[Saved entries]
----

mod config;
mod data_dir;
mod deps;
mod keep_alive;
mod log_sink;
mod monitor;
mod pidfile;
mod process;
mod schedule;
mod serve;
mod status;

use clap::{Parser, Subcommand};
use config::{Timings, WardenConfig};
use data_dir::DataDir;
use log_sink::LogSink;
use monitor::{Monitor, MonitorSettings};
use pidfile::PidFile;
use process::{ProcessController, StopError, Termination};
use std::path::{Path, PathBuf};
use std::process::ExitCode;

/// Keeps a single long-running worker process alive: start it, stop it,
/// restart it, and watch it with a bounded number of automatic restarts.
#[derive(Parser, Debug)]
#[command(name = "warden", version, about)]
pub struct Cli {
    /// Config file path (default: warden.toml, then .warden/config.toml)
    #[arg(short, long, global = true)]
    config: Option<PathBuf>,

    /// Extra logging (liveness probes, settle waits)
    #[arg(short, long, global = true)]
    verbose: bool,

    /// Only warnings and errors on stderr
    #[arg(short, long, global = true, conflicts_with = "verbose")]
    quiet: bool,

    #[command(subcommand)]
    command: Commands,
}

#[derive(Subcommand, Debug)]
enum Commands {
    /// Start the worker if it is not already running
    Start,
    /// Stop the worker (SIGTERM, then SIGKILL after the grace period)
    Stop,
    /// Stop the worker if running, then start it
    Restart,
    /// Show whether the worker is running, with pid, uptime and memory
    Status {
        /// Print JSON instead of text
        #[arg(long)]
        json: bool,
    },
    /// Print the last lines of the log
    Logs {
        /// Number of lines
        #[arg(default_value_t = 50)]
        lines: usize,
    },
    /// Watch the worker and restart it until the restart budget runs out
    Monitor,
    /// Check and install the worker's prerequisites
    InstallDeps,
    /// Manage the periodic `monitor` job in crontab
    Schedule {
        #[command(subcommand)]
        action: ScheduleAction,
    },
    /// Serve /health, /status and /uptime over HTTP
    Serve,
    /// Ping a health URL on an interval so the service is never idled
    KeepAlive {
        /// URL to ping (default: [keep_alive] url)
        url: Option<String>,
        /// Seconds between pings (default: [keep_alive] interval_secs)
        interval: Option<u64>,
        /// Request timeout in seconds
        #[arg(long)]
        timeout: Option<u64>,
    },
    /// Create the data directory and a default config
    Init,
}

#[derive(Subcommand, Debug, Clone, Copy)]
enum ScheduleAction {
    Install,
    Remove,
    Show,
}

#[tokio::main]
async fn main() -> ExitCode {
    let cli = Cli::parse();

    let default_level = if cli.verbose {
        "warden=debug"
    } else if cli.quiet {
        "warden=warn"
    } else {
        "warden=info"
    };
    tracing_subscriber::fmt()
        .with_env_filter(
            tracing_subscriber::EnvFilter::try_from_default_env()
                .unwrap_or_else(|_| tracing_subscriber::EnvFilter::new(default_level)),
        )
        .with_target(false)
        .with_thread_ids(false)
        .with_writer(std::io::stderr)
        .init();

    tracing::debug!(?cli, "parsed CLI arguments");

    let config_path = resolve_config_path(cli.config.as_deref());
    let config = match config::load_config(&config_path) {
        Ok(config) => config,
        Err(e) => {
            eprintln!("Error: {e}");
            return ExitCode::FAILURE;
        }
    };

    match run(cli.command, &config, &config_path).await {
        Ok(code) => code,
        Err(e) => {
            eprintln!("Error: {e}");
            ExitCode::FAILURE
        }
    }
}

fn resolve_config_path(explicit: Option<&Path>) -> PathBuf {
    if let Some(path) = explicit {
        return path.to_path_buf();
    }
    let local = PathBuf::from("warden.toml");
    if local.exists() {
        return local;
    }
    DataDir::new(".warden").config()
}

fn controller(config: &WardenConfig, dd: &DataDir) -> ProcessController {
    ProcessController::new(
        config.worker.clone(),
        Timings::from(&config.timing),
        PidFile::new(dd.pid_file()),
        LogSink::new(dd.log_file()),
    )
}

async fn run(
    command: Commands,
    config: &WardenConfig,
    config_path: &Path,
) -> Result<ExitCode, Box<dyn std::error::Error>> {
    let dd = DataDir::new(&config.storage.data_dir);
    if !matches!(
        command,
        Commands::Init | Commands::Schedule { .. } | Commands::KeepAlive { .. }
    ) {
        dd.ensure_exists()?;
    }
    let log = LogSink::new(dd.log_file());

    match command {
        Commands::Start => {
            deps::ensure_prerequisites(&config.worker, &log)?;
            let mut ctl = controller(config, &dd);
            match ctl.start().await {
                Ok(pid) => {
                    println!("Worker started (pid {pid})");
                    Ok(ExitCode::SUCCESS)
                }
                Err(e) => {
                    eprintln!("Start failed: {e}");
                    if matches!(e, process::StartError::StartFailed { .. }) {
                        eprintln!("See `warden logs` for the worker's output");
                    }
                    Ok(ExitCode::FAILURE)
                }
            }
        }
        Commands::Stop => {
            let mut ctl = controller(config, &dd);
            match ctl.stop().await {
                Ok(Termination::Graceful) => println!("Worker stopped"),
                Ok(Termination::Forced) => println!("Worker stopped (forced with SIGKILL)"),
                Err(StopError::NotRunning) => println!("Worker is not running"),
            }
            Ok(ExitCode::SUCCESS)
        }
        Commands::Restart => {
            deps::ensure_prerequisites(&config.worker, &log)?;
            let mut ctl = controller(config, &dd);
            match ctl.restart().await {
                Ok(pid) => {
                    println!("Worker restarted (pid {pid})");
                    Ok(ExitCode::SUCCESS)
                }
                Err(e) => {
                    eprintln!("Restart failed: {e}");
                    Ok(ExitCode::FAILURE)
                }
            }
        }
        Commands::Status { json } => {
            let mut ctl = controller(config, &dd);
            let report = status::WorkerStatus::for_pid(ctl.running_pid());
            if json {
                println!("{}", serde_json::to_string_pretty(&report)?);
            } else {
                print!("{}", report.render());
                println!("  pid file: {}", ctl.pid_file().path().display());
                println!("  log file: {}", ctl.log().path().display());
            }
            Ok(ExitCode::SUCCESS)
        }
        Commands::Logs { lines } => {
            match log.tail(lines)? {
                Some(tail) => {
                    for line in tail {
                        println!("{line}");
                    }
                }
                None => eprintln!("Warning: no log file at {}", log.path().display()),
            }
            Ok(ExitCode::SUCCESS)
        }
        Commands::Monitor => {
            deps::ensure_prerequisites(&config.worker, &log)?;
            let mut ctl = controller(config, &dd);
            let settings = MonitorSettings::from(&config.monitor);
            let report = Monitor::new(&mut ctl, &log, settings).run().await;
            tracing::info!(
                polls = report.polls,
                restart_attempts = report.restart_attempts,
                successful_restarts = report.successful_restarts,
                "monitoring halted"
            );
            eprintln!(
                "Monitoring halted after {} failed restart attempts in a row; see `warden logs`",
                settings.max_restarts
            );
            Ok(ExitCode::SUCCESS)
        }
        Commands::InstallDeps => {
            deps::ensure_prerequisites(&config.worker, &log)?;
            println!("Dependencies OK");
            Ok(ExitCode::SUCCESS)
        }
        Commands::Schedule { action } => {
            let entry = schedule::ScheduleEntry {
                interval_minutes: config.schedule.interval_minutes,
                exe: std::env::current_exe()?,
                config: schedule::absolute(config_path),
                output: schedule::absolute(&dd.monitor_output()),
            };
            match action {
                ScheduleAction::Install => {
                    if schedule::install(&entry)? {
                        println!("Installed: {}", entry.line());
                    } else {
                        println!("Already installed");
                    }
                }
                ScheduleAction::Remove => {
                    if schedule::remove(&entry)? {
                        println!("Removed monitor schedule");
                    } else {
                        println!("No monitor schedule installed");
                    }
                }
                ScheduleAction::Show => {
                    let table = schedule::read_crontab()?;
                    match schedule::find_entry(&table, &entry) {
                        Some(line) => println!("{line}"),
                        None => println!("No monitor schedule installed"),
                    }
                }
            }
            Ok(ExitCode::SUCCESS)
        }
        Commands::Serve => {
            serve::run(config).await?;
            Ok(ExitCode::SUCCESS)
        }
        Commands::KeepAlive {
            url,
            interval,
            timeout,
        } => {
            let settings =
                keep_alive::KeepAliveSettings::resolve(&config.keep_alive, url, interval, timeout);
            keep_alive::KeepAlive::new(settings)?.run().await;
            Ok(ExitCode::SUCCESS)
        }
        Commands::Init => {
            if dd.init()? {
                println!("Initialized {}", dd.root().display());
            } else {
                println!("{} already exists", dd.root().display());
            }
            Ok(ExitCode::SUCCESS)
        }
    }
}

#[cfg(test)]
mod tests {
    use super::*;

    #[test]
    fn test_cli_parses_commands() {
        let cli = Cli::parse_from(["warden", "start"]);
        assert!(matches!(cli.command, Commands::Start));
        assert!(cli.config.is_none());

        let cli = Cli::parse_from(["warden", "logs"]);
        assert!(matches!(cli.command, Commands::Logs { lines: 50 }));

        let cli = Cli::parse_from(["warden", "logs", "10"]);
        assert!(matches!(cli.command, Commands::Logs { lines: 10 }));

        let cli = Cli::parse_from(["warden", "status", "--json", "-c", "x.toml"]);
        assert!(matches!(cli.command, Commands::Status { json: true }));
        assert_eq!(cli.config, Some(PathBuf::from("x.toml")));

        let cli = Cli::parse_from(["warden", "schedule", "install"]);
        assert!(matches!(
            cli.command,
            Commands::Schedule {
                action: ScheduleAction::Install
            }
        ));
    }

    #[test]
    fn test_cli_parses_keep_alive() {
        let cli = Cli::parse_from(["warden", "keep-alive"]);
        assert!(matches!(
            cli.command,
            Commands::KeepAlive {
                url: None,
                interval: None,
                timeout: None
            }
        ));

        let cli = Cli::parse_from([
            "warden",
            "keep-alive",
            "https://bot.example.com/health",
            "60",
            "--timeout",
            "3",
        ]);
        match cli.command {
            Commands::KeepAlive {
                url,
                interval,
                timeout,
            } => {
                assert_eq!(url.as_deref(), Some("https://bot.example.com/health"));
                assert_eq!(interval, Some(60));
                assert_eq!(timeout, Some(3));
            }
            other => panic!("unexpected command: {other:?}"),
        }
    }

    #[test]
    fn test_scheduled_monitor_uses_project_marker() {
        // Cron runs `warden --config <abs> monitor` from $HOME; the marker
        // must still be the project's.
        let project = tempfile::tempdir().unwrap();
        let config_path = project.path().join("warden.toml");
        std::fs::write(&config_path, "").unwrap();

        let config = config::load_config(&config_path).unwrap();
        let dd = DataDir::new(&config.storage.data_dir);
        assert_eq!(dd.pid_file(), project.path().join(".warden/worker.pid"));

        let ctl = controller(&config, &dd);
        assert_eq!(
            ctl.pid_file().path(),
            project.path().join(".warden/worker.pid")
        );
    }

    #[test]
    fn test_cli_rejects_unknown_and_conflicting() {
        assert!(Cli::try_parse_from(["warden", "explode"]).is_err());
        assert!(Cli::try_parse_from(["warden"]).is_err());
        assert!(Cli::try_parse_from(["warden", "-v", "-q", "status"]).is_err());
    }

    #[test]
    fn test_resolve_explicit_config() {
        assert_eq!(
            resolve_config_path(Some(Path::new("/etc/warden.toml"))),
            PathBuf::from("/etc/warden.toml")
        );
    }

    #[test]
    fn test_cli_debug_assert() {
        use clap::CommandFactory;
        Cli::command().debug_assert();
    }
}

----

# Task to carry out
Return a copy of each line in the records above that has "toml" in it.

# Problem solution
    /// Config file path (default: warden.toml, then .warden/config.toml)
    let local = PathBuf::from("warden.toml");
        let cli = Cli::parse_from(["warden", "status", "--json", "-c", "x.toml"]);
        assert_eq!(cli.config, Some(PathBuf::from("x.toml")));
        let config_path = project.path().join("warden.toml");
            resolve_config_path(Some(Path::new("/etc/warden.toml"))),
            PathBuf::from("/etc/warden.toml")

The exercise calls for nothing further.